Data for this task:

*** Begin section ***

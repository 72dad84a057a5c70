//! Layout for 'swap using offset', in which the bootloader keeps the first sector of the secondary slot free.
//!
//! An update is written to the secondary slot starting at its second sector.
//! While swapping, every sector is moved down by one, leaving the image at the beginning of the
//! slot once the swap completes. Hence the image only starts at the beginning of the secondary slot
//! if it has been swapped out, and is waiting to be reverted.

use crate::{
    AreaId, Error,
    area::{FlashMap, Sector},
    log,
    manager::Config,
    strategies::{Placement, StartOffset, Strategy},
    swap::{self, SwapType},
};

pub struct SwapUsingOffset;

impl Strategy for SwapUsingOffset {
    async fn start_offset<M: FlashMap>(
        &self,
        map: &mut M,
        config: &Config,
        id: AreaId,
    ) -> StartOffset {
        // Only secondary slots are shifted.
        let Some(image) = config.secondary_image(id) else {
            return StartOffset::START;
        };

        match swap::swap_type_multi(map, config, image).await {
            Ok(SwapType::Revert) => return StartOffset::START,
            Ok(_) => {}
            Err(e) => log::warn!("Swap type of image {:?} unknown: {:?}", image, e),
        }

        // Only the first sector is of interest, the area is expected to have more.
        let mut sectors = [Sector::default(); 1];
        match map.sectors(id, &mut sectors) {
            Ok(1) | Err(Error::NoMem) => StartOffset {
                offset: sectors[0].size,
                placement: Placement::Shifted,
            },
            Ok(count) => {
                log::error!("Area {:?} reported {} sectors", id, count);
                StartOffset::DEGRADED
            }
            Err(e) => {
                log::error!("Failed to get sectors of area {:?}: {:?}", id, e);
                StartOffset::DEGRADED
            }
        }
    }
}

#[cfg(test)]
mod tests {
    use embassy_futures::block_on;

    use super::*;
    use crate::{
        ImageIndex,
        manager::{Config, ImageSlots},
        mock::{MockFlashMap, PRIMARY, PRIMARY_1, SECONDARY, SECONDARY_1, SECTOR_SIZE},
        strategies::Layout,
        trailer,
    };

    fn config() -> Config {
        Config::multi([
            ImageSlots {
                primary: PRIMARY,
                secondary: Some(SECONDARY),
            },
            ImageSlots {
                primary: PRIMARY_1,
                secondary: Some(SECONDARY_1),
            },
        ])
        .with_layout(Layout::SwapUsingOffset)
    }

    fn start_offset(map: &mut MockFlashMap, id: AreaId) -> StartOffset {
        block_on(SwapUsingOffset.start_offset(map, &config(), id))
    }

    #[test]
    fn primary_not_shifted() {
        let mut map = MockFlashMap::new();

        assert_eq!(start_offset(&mut map, PRIMARY), StartOffset::START);
        assert_eq!(start_offset(&mut map, PRIMARY_1), StartOffset::START);
    }

    #[test]
    fn secondary_shifted() {
        let mut map = MockFlashMap::new();

        let start = start_offset(&mut map, SECONDARY);
        assert_eq!(start.offset, SECTOR_SIZE);
        assert_eq!(start.placement, Placement::Shifted);

        assert_eq!(start_offset(&mut map, SECONDARY_1).offset, SECTOR_SIZE);
        assert_eq!(map.open_handles(), 0);
    }

    #[test]
    fn single_sector() {
        let mut map = MockFlashMap::with_tiny(SECONDARY, SECTOR_SIZE);

        let start = start_offset(&mut map, SECONDARY);
        assert_eq!(start.offset, SECTOR_SIZE);
        assert_eq!(start.placement, Placement::Shifted);
    }

    #[test]
    fn revert_not_shifted() {
        let mut map = MockFlashMap::new();

        // Swapped image in the primary slot, never confirmed.
        block_on(async {
            let mut primary = map.open(PRIMARY).unwrap();
            trailer::write_magic(&mut primary).await.unwrap();
            trailer::write_copy_done(&mut primary).await.unwrap();
        });

        assert_eq!(
            block_on(swap::swap_type_multi(&mut map, &config(), ImageIndex(0))),
            Ok(SwapType::Revert)
        );
        assert_eq!(start_offset(&mut map, SECONDARY), StartOffset::START);

        // The other image is unaffected.
        assert_eq!(start_offset(&mut map, SECONDARY_1).offset, SECTOR_SIZE);
    }

    #[test]
    fn degraded() {
        let mut map = MockFlashMap::new();
        map.fail_sectors(SECONDARY);

        assert_eq!(start_offset(&mut map, SECONDARY), StartOffset::DEGRADED);
    }

    #[test]
    fn layout_dispatch() {
        let mut map = MockFlashMap::new();

        let standard = config().with_layout(Layout::Standard);
        assert_eq!(
            block_on(Layout::Standard.start_offset(&mut map, &standard, SECONDARY)),
            StartOffset::START
        );
        assert_eq!(
            block_on(Layout::SwapUsingOffset.start_offset(&mut map, &config(), SECONDARY)).offset,
            SECTOR_SIZE
        );
    }
}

*** End section ***

Go line by line through the listing and count every line that includes the word "beginning". Only the total is needed.

Answer to the problem: 2